With rapidly growing middle classes and a pace of economic growth that is solidly outpacing U.S. based economic growth, emerging markets offer an investment opportunity for those looking to benefit from the development of these emerging economies. The challenge though is not overpaying for a company now and having to wait potentially decades for the current price to become the true value of the stock. Fortunately, there is a company ready to enter the Chinese market that is already expanding in the Asia Pacific region and trading at a bargain basement price.
Taking off with Emerging Markets
When most people think of an emerging markets airline, they probably bring up names like China Southern Airlines Co Ltd (NYSE:ZNH) and China Eastern Airlines Corp.
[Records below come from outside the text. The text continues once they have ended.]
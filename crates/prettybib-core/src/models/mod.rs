pub mod entry;

pub use entry::{Entry, EntryKind, SENTINEL};
use std::collections::HashMap;

use chrono::Datelike;
use prettybib_core::{CitationDatabase, Entry, EntryKind};
use tracing::warn;

use crate::identifiers::Issn;
use crate::sources::Lookups;
use crate::validation::log::CheckLog;

/// Journal name → ISSN, seeded from the input and grown by lookups.
#[derive(Debug, Clone, Default)]
pub struct IssnCache {
    by_journal: HashMap<String, String>,
}

impl IssnCache {
    pub fn new() -> Self {
        Self::default()
    }

    /// Seeds the cache from articles that already carry a well-formed ISSN.
    /// The first ISSN seen for a journal is kept.
    pub fn from_entries(entries: &[Entry]) -> Self {
        let mut cache = Self::new();
        for entry in entries.iter().filter(|e| e.kind() == EntryKind::Article) {
            let (Some(journal), Some(issn)) = (entry.value("journal"), entry.value("issn")) else {
                continue;
            };
            if !Issn::is_valid(issn) {
                continue;
            }
            match cache.by_journal.get(journal) {
                Some(known) if known != issn => {
                    warn!(
                        "journal '{}' has more than one ISSN: keeping {}, ignoring {} from {}",
                        journal, known, issn, entry.id
                    );
                }
                Some(_) => {}
                None => {
                    cache.insert(journal, issn);
                }
            }
        }
        cache
    }

    pub fn get(&self, journal: &str) -> Option<&str> {
        self.by_journal.get(journal).map(String::as_str)
    }

    pub fn insert(&mut self, journal: &str, issn: &str) {
        self.by_journal.insert(journal.to_string(), issn.to_string());
    }

    pub fn len(&self) -> usize {
        self.by_journal.len()
    }

    pub fn is_empty(&self) -> bool {
        self.by_journal.is_empty()
    }
}

/// Everything one checking run reads from or accumulates into.
pub struct CheckContext<'a> {
    pub citations: &'a CitationDatabase,
    pub lookups: Lookups,
    pub issn_cache: IssnCache,
    pub log: CheckLog,
    pub current_year: i32,
}

impl<'a> CheckContext<'a> {
    pub fn new(citations: &'a CitationDatabase, lookups: Lookups) -> Self {
        Self {
            citations,
            lookups,
            issn_cache: IssnCache::new(),
            log: CheckLog::new(),
            current_year: chrono::Local::now().year(),
        }
    }

    pub fn with_issn_cache(mut self, issn_cache: IssnCache) -> Self {
        self.issn_cache = issn_cache;
        self
    }

    pub fn with_current_year(mut self, year: i32) -> Self {
        self.current_year = year;
        self
    }
}

#[cfg(test)]
mod tests {
    use super::*;

    #[test]
    fn seeds_from_articles_with_valid_issn() {
        let entries = vec![
            Entry::new("a", "article")
                .with("journal", "Nature")
                .with("issn", "0028-0836"),
            Entry::new("b", "article")
                .with("journal", "Nature")
                .with("issn", "1476-4687"),
            Entry::new("c", "article")
                .with("journal", "Broken")
                .with("issn", "12-34"),
            Entry::new("d", "inproceedings")
                .with("journal", "Proceedings")
                .with("issn", "1234-5678"),
            Entry::new("e", "article").with("issn", "2049-3630"),
        ];
        let cache = IssnCache::from_entries(&entries);
        assert_eq!(cache.get("Nature"), Some("0028-0836"));
        assert_eq!(cache.get("Broken"), None);
        assert_eq!(cache.get("Proceedings"), None);
        assert_eq!(cache.len(), 1);
    }
}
Ltd. (NYSE:CEA). Both these airlines offer an opportunity to capitalize on China’s growing middle class and trade at about 13x and 10x earnings, respectively. But beyond mainland China based airlines, Hawaiian Holdings, Inc. (NASDAQ:HA) could provide a play into the Chinese market as well.
Hawaiian Airlines, owned by parent company Hawaiian Holdings, may be best known as a niche airline operating flights for American tourists. But due to Hawaii’s location compared with mainland Asia, these islands are attracting a growing amount of business from developing economies as well and Hawaiian Airlines is looking at getting in on the action.
The airline seems to be examining its possibilities in China as it gears up to potentially open up new routes. In Travel Weekly, Hawaiian CEO and President Mark Dunkerley addressed the Chinese market saying: “China is a market we would love to participate in, and we have started making investments in doing so.” He went on to say “Our strategy is to try and learn the things we don’t know about how to sell in China and how to be effective before we have to invest in putting a new route in.” From these words and actions taken which include hiring additional Mandarin speakers and launching a Chinese website, we can reasonably expect Hawaiian to enter the Chinese market once they have decided on their optimal routes and worked out other logistical issues.
Until Hawaiian makes a major play into the Chinese market, the airline will continue to enjoy an expanding American presence as well. With all of this expected growth, Hawaiian’s valuation of less than six times earnings seems unreasonably low. Legacy carriers like Delta Air Lines, Inc. (NYSE:DAL), which has also been doing an impressive turnaround job, trade well above this level with Delta currently around twelve times earnings. While Delta’s 2013 earnings are expected to increase, so are Hawaiian’s meaning Delta is not simply outgrowing Hawaiian over time. As the most valuable of the legacy carriers, Delta has already completed its merger with Northwest while United Continental Holdings Inc (NYSE:UAL) continues the integration to form the world’s largest airline.
Additonally, vertical integration through the oil refinery purchase and horizontal integration through the equity purchase in Virgin Airways show how Delta is seizing opportunities as they arrive. For these reasons, I am bullish on Delta shares as well.
Even Alaska Air Group, Inc. (NYSE:ALK) , which is now competing for the Hawaii market as well, trades at a far greater eleven times earnings. While Alaska does have the benefit of a more diverse and expanded network, Alaska is not about to face the same levels of potential growth in the growing Asian economies. While I still like Alaska Airlines, their valuation shows how cheap Hawaiian actually is when compared to rival airlines. However, Alaska does have the advantage of size over Hawaiian. Alaska Airlines has a stronger North American network established partly through its own routes and partly through code shares. But as Hawaiian continues to expand its North American presence of the next several years, the extent of this advantage should dissipate. While this should help Hawaiian Airlines, Alaska is more diversified across mltiple markets and should not be dramatically impacted by this change.
Say Aloha to Hawaiian
Compared with American based companies, those in emerging markets often trade at a premium to compensate for expectations for future growth. By contrast, Hawaiian Holdings trades at a discount to peers yet has strong emerging markets potential based on the airline’s location and future growth plans. As travel demand increases in the Chinese market, it may ironically be an American airline that could be the winner. And with that could come some rich rewards for Hawaiian Holdings shareholders.